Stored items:
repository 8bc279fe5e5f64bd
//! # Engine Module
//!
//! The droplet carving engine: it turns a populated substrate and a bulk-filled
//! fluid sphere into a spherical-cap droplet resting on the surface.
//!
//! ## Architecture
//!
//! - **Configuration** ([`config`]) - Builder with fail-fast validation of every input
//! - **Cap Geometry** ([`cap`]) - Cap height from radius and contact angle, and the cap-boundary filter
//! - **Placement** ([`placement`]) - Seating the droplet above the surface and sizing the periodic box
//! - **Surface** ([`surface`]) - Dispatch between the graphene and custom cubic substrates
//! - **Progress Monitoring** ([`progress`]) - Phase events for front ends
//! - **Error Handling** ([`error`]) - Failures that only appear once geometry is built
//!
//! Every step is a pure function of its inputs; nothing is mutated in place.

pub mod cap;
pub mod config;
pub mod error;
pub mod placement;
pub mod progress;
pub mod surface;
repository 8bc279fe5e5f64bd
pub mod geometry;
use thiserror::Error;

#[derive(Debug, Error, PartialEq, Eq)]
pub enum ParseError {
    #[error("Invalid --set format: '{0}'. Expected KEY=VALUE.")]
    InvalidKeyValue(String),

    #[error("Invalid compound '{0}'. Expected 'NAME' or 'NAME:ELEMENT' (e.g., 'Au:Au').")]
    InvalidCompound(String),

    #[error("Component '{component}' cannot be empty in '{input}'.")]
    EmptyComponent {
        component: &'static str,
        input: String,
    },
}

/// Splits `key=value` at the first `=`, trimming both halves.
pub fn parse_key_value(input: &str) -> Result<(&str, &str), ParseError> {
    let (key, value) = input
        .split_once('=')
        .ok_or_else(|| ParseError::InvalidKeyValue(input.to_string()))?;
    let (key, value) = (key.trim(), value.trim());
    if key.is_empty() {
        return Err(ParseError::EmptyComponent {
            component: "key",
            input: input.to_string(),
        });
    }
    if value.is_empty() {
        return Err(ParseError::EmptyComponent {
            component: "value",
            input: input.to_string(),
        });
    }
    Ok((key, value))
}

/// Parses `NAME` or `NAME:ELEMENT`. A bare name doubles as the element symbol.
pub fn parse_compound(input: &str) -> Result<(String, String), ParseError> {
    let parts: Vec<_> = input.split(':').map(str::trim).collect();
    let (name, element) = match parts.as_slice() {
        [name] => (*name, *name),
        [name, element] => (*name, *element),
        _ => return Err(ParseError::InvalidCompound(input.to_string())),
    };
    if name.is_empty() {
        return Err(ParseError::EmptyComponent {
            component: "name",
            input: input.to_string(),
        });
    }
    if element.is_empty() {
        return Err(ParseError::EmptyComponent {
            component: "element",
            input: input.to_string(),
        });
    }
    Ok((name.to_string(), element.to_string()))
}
==
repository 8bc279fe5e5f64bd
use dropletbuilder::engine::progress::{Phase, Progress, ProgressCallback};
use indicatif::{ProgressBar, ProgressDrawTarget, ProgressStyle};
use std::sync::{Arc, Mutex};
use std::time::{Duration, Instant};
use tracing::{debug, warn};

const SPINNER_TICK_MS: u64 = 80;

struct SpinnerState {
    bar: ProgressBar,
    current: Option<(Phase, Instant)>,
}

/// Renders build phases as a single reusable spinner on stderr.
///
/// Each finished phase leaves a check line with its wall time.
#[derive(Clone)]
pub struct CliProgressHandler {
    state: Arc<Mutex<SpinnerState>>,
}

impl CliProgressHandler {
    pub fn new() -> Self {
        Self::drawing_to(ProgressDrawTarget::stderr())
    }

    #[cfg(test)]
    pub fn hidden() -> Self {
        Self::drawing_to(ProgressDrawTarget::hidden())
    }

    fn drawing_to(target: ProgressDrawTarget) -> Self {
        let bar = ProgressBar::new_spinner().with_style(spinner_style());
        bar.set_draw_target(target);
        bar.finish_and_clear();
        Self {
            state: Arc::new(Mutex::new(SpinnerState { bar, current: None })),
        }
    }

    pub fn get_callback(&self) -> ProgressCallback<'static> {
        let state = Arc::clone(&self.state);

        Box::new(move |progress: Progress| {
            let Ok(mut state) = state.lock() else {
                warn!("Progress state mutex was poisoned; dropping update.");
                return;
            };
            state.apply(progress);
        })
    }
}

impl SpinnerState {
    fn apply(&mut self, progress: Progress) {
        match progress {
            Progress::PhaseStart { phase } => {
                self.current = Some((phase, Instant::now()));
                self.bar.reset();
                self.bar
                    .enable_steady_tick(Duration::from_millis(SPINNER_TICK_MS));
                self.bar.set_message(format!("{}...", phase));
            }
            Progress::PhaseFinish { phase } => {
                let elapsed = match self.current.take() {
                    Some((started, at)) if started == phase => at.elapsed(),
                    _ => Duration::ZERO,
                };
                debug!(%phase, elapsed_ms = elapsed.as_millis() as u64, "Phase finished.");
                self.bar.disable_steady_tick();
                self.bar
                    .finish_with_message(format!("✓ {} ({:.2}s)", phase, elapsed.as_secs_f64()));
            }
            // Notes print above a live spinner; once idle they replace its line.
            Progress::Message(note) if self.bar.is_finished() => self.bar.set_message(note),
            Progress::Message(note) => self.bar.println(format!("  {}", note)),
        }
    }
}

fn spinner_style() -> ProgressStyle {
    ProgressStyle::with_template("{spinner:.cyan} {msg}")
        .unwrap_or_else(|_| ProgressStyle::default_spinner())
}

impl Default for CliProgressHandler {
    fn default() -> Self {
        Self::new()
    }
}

**Problem description**
Given the data above, transcribe exactly the lines from the one containing "pub mod cap;" down to the one containing "Ok((name.to_string(), element.to_string()))", and no others.

**Written answer**
pub mod cap;
pub mod config;
pub mod error;
pub mod placement;
pub mod progress;
pub mod surface;
repository 8bc279fe5e5f64bd
pub mod geometry;
use thiserror::Error;

#[derive(Debug, Error, PartialEq, Eq)]
pub enum ParseError {
    #[error("Invalid --set format: '{0}'. Expected KEY=VALUE.")]
    InvalidKeyValue(String),

    #[error("Invalid compound '{0}'. Expected 'NAME' or 'NAME:ELEMENT' (e.g., 'Au:Au').")]
    InvalidCompound(String),

    #[error("Component '{component}' cannot be empty in '{input}'.")]
    EmptyComponent {
        component: &'static str,
        input: String,
    },
}

/// Splits `key=value` at the first `=`, trimming both halves.
pub fn parse_key_value(input: &str) -> Result<(&str, &str), ParseError> {
    let (key, value) = input
        .split_once('=')
        .ok_or_else(|| ParseError::InvalidKeyValue(input.to_string()))?;
    let (key, value) = (key.trim(), value.trim());
    if key.is_empty() {
        return Err(ParseError::EmptyComponent {
            component: "key",
            input: input.to_string(),
        });
    }
    if value.is_empty() {
        return Err(ParseError::EmptyComponent {
            component: "value",
            input: input.to_string(),
        });
    }
    Ok((key, value))
}

/// Parses `NAME` or `NAME:ELEMENT`. A bare name doubles as the element symbol.
pub fn parse_compound(input: &str) -> Result<(String, String), ParseError> {
    let parts: Vec<_> = input.split(':').map(str::trim).collect();
    let (name, element) = match parts.as_slice() {
        [name] => (*name, *name),
        [name, element] => (*name, *element),
        _ => return Err(ParseError::InvalidCompound(input.to_string())),
    };
    if name.is_empty() {
        return Err(ParseError::EmptyComponent {
            component: "name",
            input: input.to_string(),
        });
    }
    if element.is_empty() {
        return Err(ParseError::EmptyComponent {
            component: "element",
            input: input.to_string(),
        });
    }
    Ok((name.to_string(), element.to_string()))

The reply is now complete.